Aim of the exercise:
Every record must be written out once more, with nothing added or omitted.

Given records:
*** Block opens ***

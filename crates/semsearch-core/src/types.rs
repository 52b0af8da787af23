use std::fmt;

use serde::{Deserialize, Serialize};
use serde_json::{Map, Value};

// =============================================================================
// Identifiers and metadata
// =============================================================================

/// Opaque, string-keyed attributes attached to a record.
pub type Metadata = Map<String, Value>;

/// A raw record as produced by a record source, before embedding.
pub type RawRecord = Map<String, Value>;

/// Stable position of a record in corpus insertion order.
///
/// Ids are assigned densely from 0 and are never reused.
#[derive(Clone, Copy, Debug, PartialEq, Eq, PartialOrd, Ord, Hash, Serialize, Deserialize)]
#[serde(transparent)]
pub struct RecordId(usize);

impl RecordId {
    pub const fn new(index: usize) -> Self {
        Self(index)
    }

    /// The position of the record in the corpus.
    pub const fn index(self) -> usize {
        self.0
    }
}

impl fmt::Display for RecordId {
    fn fmt(&self, f: &mut fmt::Formatter<'_>) -> fmt::Result {
        write!(f, "{}", self.0)
    }
}

impl From<usize> for RecordId {
    fn from(index: usize) -> Self {
        Self(index)
    }
}

// =============================================================================
// Records and results
// =============================================================================

/// One embedding vector plus the metadata of the record it came from.
#[derive(Clone, Debug, PartialEq, Serialize, Deserialize)]
pub struct VectorRecord {
    pub id: RecordId,
    pub vector: Vec<f32>,
    pub metadata: Metadata,
}

/// A reference into the corpus with its similarity to a query.
#[derive(Clone, Copy, Debug, PartialEq, Serialize, Deserialize)]
pub struct ScoredResult {
    pub record_id: RecordId,
    /// Cosine similarity in `[-1.0, 1.0]`.
    pub score: f64,
}

/// A scored result joined back to its record metadata.
#[derive(Clone, Debug, PartialEq, Serialize, Deserialize)]
pub struct RetrievalHit {
    pub record_id: RecordId,
    pub score: f64,
    pub metadata: Metadata,
}

impl RetrievalHit {
    /// Look up a metadata attribute by key.
    pub fn field(&self, key: &str) -> Option<&Value> {
        self.metadata.get(key)
    }

    /// Look up a metadata attribute that holds a string.
    pub fn text(&self, key: &str) -> Option<&str> {
        self.metadata.get(key).and_then(Value::as_str)
    }
}

// =============================================================================
// Ingestion
// =============================================================================

/// What to do with a record whose text field is missing, not a string, or blank.
#[derive(Clone, Copy, Debug, Default, PartialEq, Eq, Hash, Serialize, Deserialize)]
#[serde(rename_all = "snake_case")]
pub enum MissingTextPolicy {
    /// Leave the record out of the corpus. No id is consumed.
    #[default]
    Skip,
    /// Insert a zero vector so the record keeps a corpus slot. It always
    /// scores 0 against any query.
    Placeholder,
}

/// Outcome of a corpus build.
#[derive(Clone, Debug, Default, PartialEq, Eq, Serialize, Deserialize)]
pub struct IngestSummary {
    /// Records pulled from the source (never more than the limit).
    pub read: usize,
    /// Records inserted with a real embedding.
    pub inserted: usize,
    /// Records left out because their text was missing.
    pub skipped: usize,
    /// Records inserted as zero-vector placeholders.
    pub placeholders: usize,
    /// Source positions (0-based) of every record with missing text.
    pub missing_text: Vec<usize>,
}

impl IngestSummary {
    /// Number of records that received a corpus id.
    pub fn stored(&self) -> usize {
        self.inserted + self.placeholders
    }
}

*** Block closes ***

Output of the exercise:
filename crates/semsearch-core/src/types.rs
repository 52b0af8da787af23
use std::fmt;

use serde::{Deserialize, Serialize};
use serde_json::{Map, Value};

// =============================================================================
// Identifiers and metadata
// =============================================================================

/// Opaque, string-keyed attributes attached to a record.
pub type Metadata = Map<String, Value>;

/// A raw record as produced by a record source, before embedding.
pub type RawRecord = Map<String, Value>;

/// Stable position of a record in corpus insertion order.
///
/// Ids are assigned densely from 0 and are never reused.
#[derive(Clone, Copy, Debug, PartialEq, Eq, PartialOrd, Ord, Hash, Serialize, Deserialize)]
#[serde(transparent)]
pub struct RecordId(usize);

impl RecordId {
    pub const fn new(index: usize) -> Self {
        Self(index)
    }

    /// The position of the record in the corpus.
    pub const fn index(self) -> usize {
        self.0
    }
}

impl fmt::Display for RecordId {
    fn fmt(&self, f: &mut fmt::Formatter<'_>) -> fmt::Result {
        write!(f, "{}", self.0)
    }
}

impl From<usize> for RecordId {
    fn from(index: usize) -> Self {
        Self(index)
    }
}

// =============================================================================
// Records and results
// =============================================================================

/// One embedding vector plus the metadata of the record it came from.
#[derive(Clone, Debug, PartialEq, Serialize, Deserialize)]
pub struct VectorRecord {
    pub id: RecordId,
    pub vector: Vec<f32>,
    pub metadata: Metadata,
}

/// A reference into the corpus with its similarity to a query.
#[derive(Clone, Copy, Debug, PartialEq, Serialize, Deserialize)]
pub struct ScoredResult {
    pub record_id: RecordId,
    /// Cosine similarity in `[-1.0, 1.0]`.
    pub score: f64,
}

/// A scored result joined back to its record metadata.
#[derive(Clone, Debug, PartialEq, Serialize, Deserialize)]
pub struct RetrievalHit {
    pub record_id: RecordId,
    pub score: f64,
    pub metadata: Metadata,
}

impl RetrievalHit {
    /// Look up a metadata attribute by key.
    pub fn field(&self, key: &str) -> Option<&Value> {
        self.metadata.get(key)
    }

    /// Look up a metadata attribute that holds a string.
    pub fn text(&self, key: &str) -> Option<&str> {
        self.metadata.get(key).and_then(Value::as_str)
    }
}

// =============================================================================
// Ingestion
// =============================================================================

/// What to do with a record whose text field is missing, not a string, or blank.
#[derive(Clone, Copy, Debug, Default, PartialEq, Eq, Hash, Serialize, Deserialize)]
#[serde(rename_all = "snake_case")]
pub enum MissingTextPolicy {
    /// Leave the record out of the corpus. No id is consumed.
    #[default]
    Skip,
    /// Insert a zero vector so the record keeps a corpus slot. It always
    /// scores 0 against any query.
    Placeholder,
}

/// Outcome of a corpus build.
#[derive(Clone, Debug, Default, PartialEq, Eq, Serialize, Deserialize)]
pub struct IngestSummary {
    /// Records pulled from the source (never more than the limit).
    pub read: usize,
    /// Records inserted with a real embedding.
    pub inserted: usize,
    /// Records left out because their text was missing.
    pub skipped: usize,
    /// Records inserted as zero-vector placeholders.
    pub placeholders: usize,
    /// Source positions (0-based) of every record with missing text.
    pub missing_text: Vec<usize>,
}

impl IngestSummary {
    /// Number of records that received a corpus id.
    pub fn stored(&self) -> usize {
        self.inserted + self.placeholders
    }
}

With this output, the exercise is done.